I am currently in such a place: my ministry of Bible translation is hanging by the threads for lack of adequate funding (the entity that has supported us generously for years is now lacking sufficient funds!). I do think about it, wondering how the Lord is going to work things out this time. I remember how over the years he has kept it going in stunning ways, through war and a devastating fire, through severe injuries and illness hindering a worker from engaging for a long while, through the heartbreaking revelation of sin in the life of one team member years ago. It is God’s project. He is in charge.
This recent sudden discovery of our fragile position could have blown me over—and I wondered why it did not. I pray daily, with others. And there is a peace inside me that I cannot explain except by this analogy of resting on my Parent’s chest, sitting on his lap. It sounds risky to think of myself in that position. He is, after all, in charge of millions of other sons and daughters too, and busy with his plans all the time. But he gives me, and you, this gift beyond comprehension: instant access any time to him and his comfort.

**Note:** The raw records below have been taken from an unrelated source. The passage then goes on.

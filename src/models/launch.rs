use serde::{Deserialize, Serialize};

/// Identifier for a launch file within a workspace.
pub type LaunchId = String;

/// Identifier for an action. Unique within the action graph it belongs to,
/// not globally.
pub type LaunchActionId = String;

/// A launch file as parsed from its source: a named, ordered list of actions.
///
/// Actions may nest (an include carries the included file's own action list),
/// so this is a tree-shaped source representation. The
/// [`graph`](crate::graph) module flattens it into a single action graph.
#[derive(Debug, Clone, Serialize, Deserialize)]
pub struct LaunchFile {
    pub id: LaunchId,
    pub name: String,
    #[serde(default)]
    pub actions: Vec<LaunchAction>,
}

/// One declared action in a launch file.
///
/// `dependencies` lists the ids of actions this one must run after. Ids are
/// resolved against the fully flattened graph, so a nested action may depend
/// on an action from the including scope and vice versa, and declaration
/// order does not restrict what may be referenced.
#[derive(Debug, Clone, Serialize, Deserialize)]
pub struct LaunchAction {
    pub id: LaunchActionId,
    pub name: String,
    #[serde(flatten)]
    pub kind: LaunchActionKind,
    #[serde(default)]
    pub dependencies: Vec<LaunchActionId>,
}

/// What an action does.
///
/// - `Arg`: Declares a configurable argument.
/// - `Node`: Starts an executable node.
/// - `Include`: Pulls in another launch file; carries that file's nested
///   action list prior to flattening.
#[derive(Debug, Clone, Serialize, Deserialize)]
#[serde(tag = "type", rename_all = "snake_case")]
pub enum LaunchActionKind {
    Arg,
    Node,
    Include {
        #[serde(default)]
        actions: Vec<LaunchAction>,
    },
}

impl LaunchActionKind {
    pub fn as_str(&self) -> &'static str {
        match self {
            Self::Arg => "arg",
            Self::Node => "node",
            Self::Include { .. } => "include",
        }
    }
}
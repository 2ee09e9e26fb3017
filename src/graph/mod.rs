//! Action graph: the flattened form of a launch file.
//!
//! A launch file is a tree (includes nest their own action lists), but
//! dependencies cut across nesting, so the working representation is a flat
//! arena of nodes indexed by action id. Each node keeps a provenance link to
//! the include action that introduced it instead of a back-reference into a
//! recursive structure, which keeps traversal free of ownership cycles.
//!
//! [`build`] flattens and structurally validates; [`topological_order`],
//! [`dependents`] and [`independent_subset`] answer ordering and impact
//! queries over the result.

mod build;
mod resolve;

pub use build::{build, BuildError};
pub use resolve::{dependents, independent_subset, topological_order, ResolveError};

use std::collections::HashMap;

use serde::{Deserialize, Serialize};

use crate::models::LaunchActionId;

/// The kind of a flattened action. Includes remain graph nodes so that other
/// actions can depend on "the include completing", but their nested lists
/// have already been hoisted into the same graph.
#[derive(Debug, Clone, Copy, Serialize, Deserialize, PartialEq, Eq)]
#[serde(rename_all = "snake_case")]
pub enum ActionNodeKind {
    Arg,
    Node,
    Include,
}

impl ActionNodeKind {
    pub fn as_str(&self) -> &'static str {
        match self {
            Self::Arg => "arg",
            Self::Node => "node",
            Self::Include => "include",
        }
    }
}

/// One flattened action.
#[derive(Debug, Clone, Serialize, Deserialize)]
pub struct ActionNode {
    pub id: LaunchActionId,
    pub name: String,
    pub kind: ActionNodeKind,
    /// Ids this action must run after, in declaration order.
    pub dependencies: Vec<LaunchActionId>,
    /// The include action that introduced this one, if any. Provenance only;
    /// nesting confers no dependency edge.
    pub included_by: Option<LaunchActionId>,
}

/// Flat arena of actions with the pre-order declaration sequence preserved.
///
/// Owned exclusively by the resolver invocation that built it; never shared
/// or mutated concurrently.
#[derive(Debug, Clone, Default, Serialize, Deserialize)]
pub struct ActionGraph {
    nodes: HashMap<LaunchActionId, ActionNode>,
    /// Action ids in first-seen pre-order of the source tree. Drives the
    /// deterministic tie-break in ordering queries.
    order: Vec<LaunchActionId>,
}

impl ActionGraph {
    pub fn new() -> Self {
        Self::default()
    }

    /// Insert a node, keeping the first occupant on id collision.
    /// Returns false if the id was already present.
    pub fn insert(&mut self, node: ActionNode) -> bool {
        use std::collections::hash_map::Entry;

        match self.nodes.entry(node.id.clone()) {
            Entry::Vacant(e) => {
                self.order.push(node.id.clone());
                e.insert(node);
                true
            }
            Entry::Occupied(_) => false,
        }
    }

    pub fn get(&self, id: &str) -> Option<&ActionNode> {
        self.nodes.get(id)
    }

    pub fn contains(&self, id: &str) -> bool {
        self.nodes.contains_key(id)
    }

    pub fn len(&self) -> usize {
        self.order.len()
    }

    pub fn is_empty(&self) -> bool {
        self.order.is_empty()
    }

    /// Nodes in declaration order.
    pub fn iter(&self) -> impl Iterator<Item = &ActionNode> {
        self.order.iter().map(|id| &self.nodes[id])
    }

    /// All `(dependent, dependency)` edges, dependents in declaration order.
    pub fn edges(&self) -> impl Iterator<Item = (&LaunchActionId, &LaunchActionId)> {
        self.iter()
            .flat_map(|node| node.dependencies.iter().map(move |dep| (&node.id, dep)))
    }
}
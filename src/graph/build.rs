//! Flattening a launch file's nested action tree into an [`ActionGraph`].

use thiserror::Error;

use crate::graph::{ActionGraph, ActionNode, ActionNodeKind};
use crate::models::{LaunchAction, LaunchActionId, LaunchActionKind, LaunchFile};

/// Structural defects in a launch file's declared actions. Always fatal to
/// building that graph, never silently repaired.
#[derive(Debug, Clone, Error, PartialEq, Eq)]
pub enum BuildError {
    /// Two actions share an id after flattening (e.g. the same id reused
    /// across an include boundary). Overwriting either one would corrupt
    /// dependency resolution, so the build fails instead.
    #[error("duplicate action id '{0}' after flattening")]
    DuplicateId(LaunchActionId),

    /// An action depends on an id that does not exist anywhere in the
    /// flattened graph.
    #[error("action '{action}' depends on unknown action '{missing}'")]
    DanglingDependency {
        action: LaunchActionId,
        missing: LaunchActionId,
    },
}

/// Flatten `root` into a single action graph.
///
/// Include actions are inserted as nodes in their own right and their nested
/// lists hoisted recursively into the same graph, each nested action keeping
/// its locally declared dependencies plus a provenance link to the include
/// that introduced it. Dependency ids are resolved against the final
/// flattened mapping, so cross-boundary and forward references are legal.
///
/// No cycle detection happens here; that is
/// [`topological_order`](crate::graph::topological_order)'s job once a
/// structurally valid graph exists.
pub fn build(root: &LaunchFile) -> Result<ActionGraph, BuildError> {
    let mut graph = ActionGraph::new();
    flatten(&root.actions, None, &mut graph)?;

    // References can only be checked once every scope has been flattened.
    for node in graph.iter() {
        for dep in &node.dependencies {
            if !graph.contains(dep) {
                return Err(BuildError::DanglingDependency {
                    action: node.id.clone(),
                    missing: dep.clone(),
                });
            }
        }
    }

    Ok(graph)
}

fn flatten(
    actions: &[LaunchAction],
    included_by: Option<&LaunchActionId>,
    graph: &mut ActionGraph,
) -> Result<(), BuildError> {
    for action in actions {
        let kind = match &action.kind {
            LaunchActionKind::Arg => ActionNodeKind::Arg,
            LaunchActionKind::Node => ActionNodeKind::Node,
            LaunchActionKind::Include { .. } => ActionNodeKind::Include,
        };

        let inserted = graph.insert(ActionNode {
            id: action.id.clone(),
            name: action.name.clone(),
            kind,
            dependencies: action.dependencies.clone(),
            included_by: included_by.cloned(),
        });
        if !inserted {
            return Err(BuildError::DuplicateId(action.id.clone()));
        }

        if let LaunchActionKind::Include { actions: nested } = &action.kind {
            flatten(nested, Some(&action.id), graph)?;
        }
    }
    Ok(())
}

I wrote the poem above 24 years ago, and I’m so glad Father God had put it in my heart. One year later war started where we lived, and we were under fire. We evacuated, with no idea what the future would hold. Looking forward at that time, there seemed to be no assurance that any of our plans would ever be accomplished. Looking back we can see how our Almighty God worked out his plan. True, it has been another long stretch of ups and downs. I am so grateful that I can run to him and soak up grace, there in his arms, my head against his chest!
Like Israel back in David’s days, we must“hope in the LORD from this time forth and forevermore” (verse 3). Always! Turn to him in childlike submission and find rest!
[1] Derek Kidner, Psalms 73–150: An Introduction and Commentary, vol. 16, Tyndale Old Testament Commentaries (Downers Grove, IL: InterVarsity Press, 1975), 484.